Application of Human Induced Pluripotent Stem Cell-Derived Intestinal Organoids as a Model of Epithelial Damage and Fibrosis in Inflammatory Bowel Disease

Inflammatory bowel disease, which typically manifests as Crohn's disease and ulcerative colitis, is caused by the abnormal production of cytokines such as tumor necrosis factor (TNF)-alpha and transforming growth factor (TGF)-beta. These cytokines damage intestinal epithelial cells and trigger fibrosis, respectively, for which the current in vitro models have many limitations. Therefore, we tested whether human induced pluripotent stem cell-derived intestinal organoids (HiOs) can mimic inflammatory bowel disease (IBD), and whether such a model is suitable for drug screening.

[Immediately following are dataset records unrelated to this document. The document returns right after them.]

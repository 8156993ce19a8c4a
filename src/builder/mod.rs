//! Builder API for ergonomic state machine construction.
//!
//! This module provides a fluent builder and a table macro for creating
//! state machines with minimal boilerplate, plus the errors raised by the
//! opt-in validation pass.

pub mod error;
pub mod machine;
pub mod macros;

pub use error::BuildError;
pub use machine::StateMachineBuilder;

use crate::core::StateTable;
use crate::machine::{MachineConfig, StateMachine};

/// Create a machine from a table, checking the table first.
///
/// # Example
///
/// ```
/// use retrace::builder::validated_machine;
/// use retrace::state_table;
///
/// let table = state_table! {
///     locked => { coin => unlocked },
///     unlocked => { push => locked },
/// };
///
/// let machine = validated_machine(table, "locked").unwrap();
/// assert_eq!(machine.current_state(), "locked");
/// ```
pub fn validated_machine(table: StateTable, initial: &str) -> Result<StateMachine, BuildError> {
    let config = MachineConfig::new(table, initial);
    config.validate()?;
    Ok(StateMachine::new(config))
}
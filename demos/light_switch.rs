//! Light Switch State Machine
//!
//! This example walks a two-state switch through transitions, undo/redo
//! and a reset.
//!
//! Key concepts:
//! - Declaring a state table with `state_table!`
//! - Event-driven transitions with `trigger`
//! - Navigating the visited-state history
//!
//! Run with: cargo run --example light_switch

use retrace::builder::BuildError;
use retrace::{state_table, MachineConfig, StateMachine};

fn print_status(machine: &StateMachine) {
    let history: Vec<&str> = machine.history().iter().map(|s| s.as_str()).collect();
    println!(
        "  state = {:<4} history = {:?} index = {}",
        machine.current_state().as_str(),
        history,
        machine.history_index()
    );
}

fn main() -> Result<(), BuildError> {
    println!("=== Light Switch State Machine ===\n");

    let states = state_table! {
        off => { turnOn => on },
        on => { turnOff => off },
    };
    let config = MachineConfig::new(states, "off");
    config.validate()?;

    let mut machine = StateMachine::new(config);
    println!("Initial state:");
    print_status(&machine);

    println!("\ntrigger(turnOn):");
    if let Err(err) = machine.trigger("turnOn") {
        println!("  failed: {err}");
    }
    print_status(&machine);

    println!("\ntrigger(turnOn) again:");
    if let Err(err) = machine.trigger("turnOn") {
        println!("  failed: {err}");
    }

    println!("\nundo: {}", machine.undo());
    print_status(&machine);
    println!("undo: {}", machine.undo());
    println!("redo: {}", machine.redo());
    print_status(&machine);

    println!("\nreset:");
    machine.reset();
    print_status(&machine);

    println!("\nStates reacting to turnOn: {:?}", machine.states(Some("turnOn")));

    println!("\n=== Example Complete ===");
    Ok(())
}
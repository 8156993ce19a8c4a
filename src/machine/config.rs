//! Construction input for a [`StateMachine`](super::StateMachine).

use crate::builder::BuildError;
use crate::core::{HistoryMode, StateName, StateTable};
use serde::{Deserialize, Serialize};
use std::sync::Arc;

/// Tunables that do not affect the state table.
#[derive(Clone, Copy, Debug, Default, PartialEq, Eq, Serialize, Deserialize)]
pub struct MachineOptions {
    #[serde(default)]
    pub history_mode: HistoryMode,
}

/// Everything a machine needs at construction time.
///
/// The table sits behind an `Arc` so any number of machines can share one
/// read-only definition.
///
/// # Example
///
/// ```rust
/// use retrace::core::{StateDefinition, StateTable};
/// use retrace::machine::{MachineConfig, StateMachine};
///
/// let states: StateTable = [
///     ("off", StateDefinition::new().on("turnOn", "on")),
///     ("on", StateDefinition::new().on("turnOff", "off")),
/// ]
/// .into_iter()
/// .collect();
///
/// let config = MachineConfig::new(states, "off");
/// assert!(config.validate().is_ok());
///
/// let machine = StateMachine::new(config);
/// assert_eq!(machine.current_state(), "off");
/// ```
#[derive(Clone, Debug, PartialEq, Eq, Serialize, Deserialize)]
pub struct MachineConfig {
    pub states: Arc<StateTable>,
    pub initial: StateName,
    #[serde(default)]
    pub options: MachineOptions,
}

impl MachineConfig {
    pub fn new(states: impl Into<Arc<StateTable>>, initial: impl Into<StateName>) -> Self {
        Self {
            states: states.into(),
            initial: initial.into(),
            options: MachineOptions::default(),
        }
    }

    /// Select how the history cursor is maintained.
    pub fn with_mode(mut self, mode: HistoryMode) -> Self {
        self.options.history_mode = mode;
        self
    }

    /// Opt-in consistency check of the initial state and every transition target.
    pub fn validate(&self) -> Result<(), BuildError> {
        self.states.validate(self.initial.as_str())
    }
}
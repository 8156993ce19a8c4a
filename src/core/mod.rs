//! Core data types of the state machine.
//!
//! This module contains the passive building blocks the engine operates on:
//! - State and event names
//! - The immutable state table and per-state transition maps
//! - The visited-state history with its undo/redo cursor

mod history;
mod names;
mod ordered;
mod table;

pub use history::{History, HistoryMode};
pub use names::{EventName, StateName};
pub use table::{StateDefinition, StateTable};
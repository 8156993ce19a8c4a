//! Identifiers for states and events.
//!
//! Both are thin string newtypes. They borrow as `str`, so every table
//! lookup accepts plain string slices.

use serde::{Deserialize, Serialize};
use std::borrow::Borrow;
use std::fmt;

macro_rules! name_type {
    ($(#[$meta:meta])* $name:ident) => {
        $(#[$meta])*
        #[derive(Clone, PartialEq, Eq, Hash, PartialOrd, Ord, Debug, Serialize, Deserialize)]
        #[serde(transparent)]
        pub struct $name(String);

        impl $name {
            /// Create a name from anything string-like.
            pub fn new(name: impl Into<String>) -> Self {
                Self(name.into())
            }

            /// Borrow the underlying string.
            pub fn as_str(&self) -> &str {
                &self.0
            }

            /// True for the empty name, which never counts as a transition target.
            pub fn is_empty(&self) -> bool {
                self.0.is_empty()
            }
        }

        impl fmt::Display for $name {
            fn fmt(&self, f: &mut fmt::Formatter<'_>) -> fmt::Result {
                f.write_str(&self.0)
            }
        }

        impl Borrow<str> for $name {
            fn borrow(&self) -> &str {
                &self.0
            }
        }

        impl AsRef<str> for $name {
            fn as_ref(&self) -> &str {
                &self.0
            }
        }

        impl From<&str> for $name {
            fn from(name: &str) -> Self {
                Self(name.to_string())
            }
        }

        impl From<String> for $name {
            fn from(name: String) -> Self {
                Self(name)
            }
        }

        impl PartialEq<str> for $name {
            fn eq(&self, other: &str) -> bool {
                self.0 == other
            }
        }

        impl PartialEq<&str> for $name {
            fn eq(&self, other: &&str) -> bool {
                self.0 == *other
            }
        }
    };
}

name_type! {
    /// Name of a node in the state space.
    ///
    /// # Example
    ///
    /// ```rust
    /// use retrace::core::StateName;
    ///
    /// let off = StateName::from("off");
    /// assert_eq!(off.as_str(), "off");
    /// assert_eq!(off, "off");
    /// ```
    StateName
}

name_type! {
    /// Name of a signal that may move the machine along a transition.
    EventName
}
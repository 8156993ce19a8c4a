//! Errors raised by state machine operations.

use thiserror::Error;

/// Classification shared by every [`MachineError`].
///
/// All failures are programmer errors of the same kind; the variants only
/// add context for diagnostics.
#[derive(Debug, Copy, Clone, PartialEq, Eq)]
pub enum ErrorKind {
    InvalidOperation,
}

/// Errors that can occur when constructing or driving a state machine.
///
/// Every operation validates before mutating, so a returned error means
/// the machine is exactly as it was before the call.
#[derive(Debug, Clone, PartialEq, Eq, Error)]
pub enum MachineError {
    #[error("Invalid operation: no configuration supplied")]
    MissingConfig,

    #[error("Invalid operation: state '{state}' is not in the state table")]
    UnknownState { state: String },

    #[error("Invalid operation: state '{state}' has no transition for event '{event}'")]
    UndefinedTransition { state: String, event: String },
}

impl MachineError {
    pub fn kind(&self) -> ErrorKind {
        ErrorKind::InvalidOperation
    }
}
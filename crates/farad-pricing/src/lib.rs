//! # farad-pricing — utilization-based rental tariffs.
//!
//! A tariff prices renting `amount` tokens for `duration` seconds as a
//! function of how much of the reserve is already committed. Both shipped
//! curves share one construction: a per-unit price multiplier `f(u)` of the
//! unused fraction `u`, an antiderivative-like `h(x) = x * f((R - x)/R)`,
//! and the two-sided difference
//!
//! ```text
//! quote = (h(used + amount) - h(used)) * base_rate * duration
//! ```
//!
//! Evaluating `h` at the true intermediate utilization is what makes
//! pricing additive: renting 300k then 200k out of a 1M reserve costs the
//! same as renting 500k at once, up to rounding.
//!
//! Curves:
//! - [`RationalTariff`] — `f(u) = (1-pole)*slope/(u-pole) + (1-slope)`,
//!   diverging at the pole (hard capacity cap near full utilization).
//! - [`LogTariff`] — `f(u) = 1 + lambda*(-log2 u)`, the earlier protocol
//!   revision's curve; soft cap, diverging only as `u -> 0`.
//!
//! All arithmetic is Q64.64 integer fixed point; the floating-point
//! reference implementations exist in test code only.

pub mod logarithmic;
pub mod rate;
pub mod rational;

pub use logarithmic::LogTariff;
pub use rate::base_rate_q64;
pub use rational::RationalTariff;
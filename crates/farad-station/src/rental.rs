//! Rental agreements and the return-window ladder.

use farad_core::error::StationError;
use farad_core::types::{AccountId, Amount, AssetId, Seconds, ServiceId, Timestamp};
use serde::{Deserialize, Serialize};

/// An active rental of power tokens against the reserve.
#[derive(
    Serialize, Deserialize, Clone, Copy, Debug, PartialEq, Eq, bincode::Encode, bincode::Decode,
)]
pub struct RentalAgreement {
    /// Service whose power tokens are rented.
    pub service: ServiceId,
    /// Current holder of the agreement and its power tokens.
    pub renter: AccountId,
    /// Rented amount in base-asset units.
    pub rental_amount: Amount,
    /// Rental start.
    pub start_time: Timestamp,
    /// Rental expiry; extended by re-quoting.
    pub end_time: Timestamp,
    /// Asset the GC deposit is held in.
    pub payment_asset: AssetId,
    /// Deposit paid out to whoever performs the return.
    pub gc_deposit: Amount,
}

impl RentalAgreement {
    /// Enforce the return-window ladder at `now`.
    ///
    /// Through `end_time` plus the renter-only window, only the renter may
    /// return (the grace period belongs to them). Through the following
    /// collection window, the station owner may also collect. Past both,
    /// anyone may force-return and earn the GC deposit.
    pub fn check_return_caller(
        &self,
        caller: AccountId,
        station_owner: AccountId,
        renter_only_period: Seconds,
        owner_only_period: Seconds,
        now: Timestamp,
    ) -> Result<(), StationError> {
        if caller == self.renter {
            return Ok(());
        }
        let renter_only_until = self.end_time.saturating_add(renter_only_period);
        if now <= renter_only_until {
            return Err(StationError::InvalidCallerWithinRenterOnlyPeriod);
        }
        if now <= renter_only_until.saturating_add(owner_only_period) {
            if caller == station_owner {
                return Ok(());
            }
            return Err(StationError::InvalidCallerWithinOwnerOnlyPeriod);
        }
        Ok(())
    }

    /// Whether the agreement has expired at `now`.
    pub fn expired(&self, now: Timestamp) -> bool {
        now > self.end_time
    }
}
//! Core engine types: accounts, assets, position identifiers.
//!
//! All monetary values are raw token units in `u128` (tests use an
//! 18-decimals base unit). Rates and curve factors are Q64.64 fixed point.

use serde::{Deserialize, Serialize};
use std::fmt;

/// Raw token amount. 1 whole token = 10^decimals units; the engine never
/// interprets decimals, it only adds, subtracts and scales.
pub type Amount = u128;

/// Unix timestamp in seconds.
pub type Timestamp = u64;

/// Duration in seconds.
pub type Seconds = u64;

/// A 20-byte account identifier.
#[derive(
    Serialize, Deserialize, Clone, Copy, Debug, PartialEq, Eq, Hash, PartialOrd, Ord, Default,
    bincode::Encode, bincode::Decode,
)]
pub struct AccountId(pub [u8; 20]);

impl AccountId {
    /// The zero account. Used as the burn/mint counterparty in ledger moves.
    pub const ZERO: Self = Self([0u8; 20]);

    /// Deterministic account from a single seed byte. Test convenience.
    pub fn from_seed(seed: u8) -> Self {
        Self([seed; 20])
    }

    /// Check if this is the zero account.
    pub fn is_zero(&self) -> bool {
        self.0 == [0u8; 20]
    }
}

impl fmt::Display for AccountId {
    fn fmt(&self, f: &mut fmt::Formatter<'_>) -> fmt::Result {
        for byte in &self.0 {
            write!(f, "{byte:02x}")?;
        }
        Ok(())
    }
}

impl From<[u8; 20]> for AccountId {
    fn from(bytes: [u8; 20]) -> Self {
        Self(bytes)
    }
}

/// A 20-byte asset identifier (base asset, power tokens, payment assets).
#[derive(
    Serialize, Deserialize, Clone, Copy, Debug, PartialEq, Eq, Hash, PartialOrd, Ord, Default,
    bincode::Encode, bincode::Decode,
)]
pub struct AssetId(pub [u8; 20]);

impl AssetId {
    /// Deterministic asset from a single seed byte. Test convenience.
    pub fn from_seed(seed: u8) -> Self {
        Self([seed; 20])
    }
}

impl fmt::Display for AssetId {
    fn fmt(&self, f: &mut fmt::Formatter<'_>) -> fmt::Result {
        for byte in &self.0 {
            write!(f, "{byte:02x}")?;
        }
        Ok(())
    }
}

impl From<[u8; 20]> for AssetId {
    fn from(bytes: [u8; 20]) -> Self {
        Self(bytes)
    }
}

macro_rules! sequential_id {
    ($(#[$doc:meta])* $name:ident) => {
        $(#[$doc])*
        #[derive(
            Serialize, Deserialize, Clone, Copy, Debug, PartialEq, Eq, Hash, PartialOrd, Ord,
            Default, bincode::Encode, bincode::Decode,
        )]
        pub struct $name(pub u64);

        impl fmt::Display for $name {
            fn fmt(&self, f: &mut fmt::Formatter<'_>) -> fmt::Result {
                write!(f, "{}", self.0)
            }
        }

        impl From<u64> for $name {
            fn from(id: u64) -> Self {
                Self(id)
            }
        }
    };
}

sequential_id!(
    /// Identifier of a registered power-token service within a station.
    ServiceId
);
sequential_id!(
    /// Identifier of a stake position (the stake-receipt token id).
    StakeId
);
sequential_id!(
    /// Identifier of a rental agreement (the rental-receipt token id).
    RentalId
);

HiOs were treated with TNF-alpha and TGF-beta to construct mucosal damage and fibrosis models. TNF-alpha diminished the mRNA expression of intestinal epithelial cell and goblet cell markers in HiOs. TNF-alpha also induced epithelial cell damage and degradation of tight junctions but not in the presence of infliximab, an antibody used in the clinic to deplete TNF-alpha. Furthermore, permeation of the non-absorbable marker FD-4 was observed in HiOs treated with TNF-alpha or ethylene glycol tetraacetic acid (EGTA), but not in the presence of infliximab. In contrast, TNF-alpha and TGF-beta induced mRNA expression of mesenchymal and fibrosis markers, as well as epithelial mesenchymal transition. SB431542, a TGF-beta inhibitor, significantly reversed these events. The data indicate that HiOs mimic mucosal damage and fibrosis due to IBD and are thus suitable models for drug screening.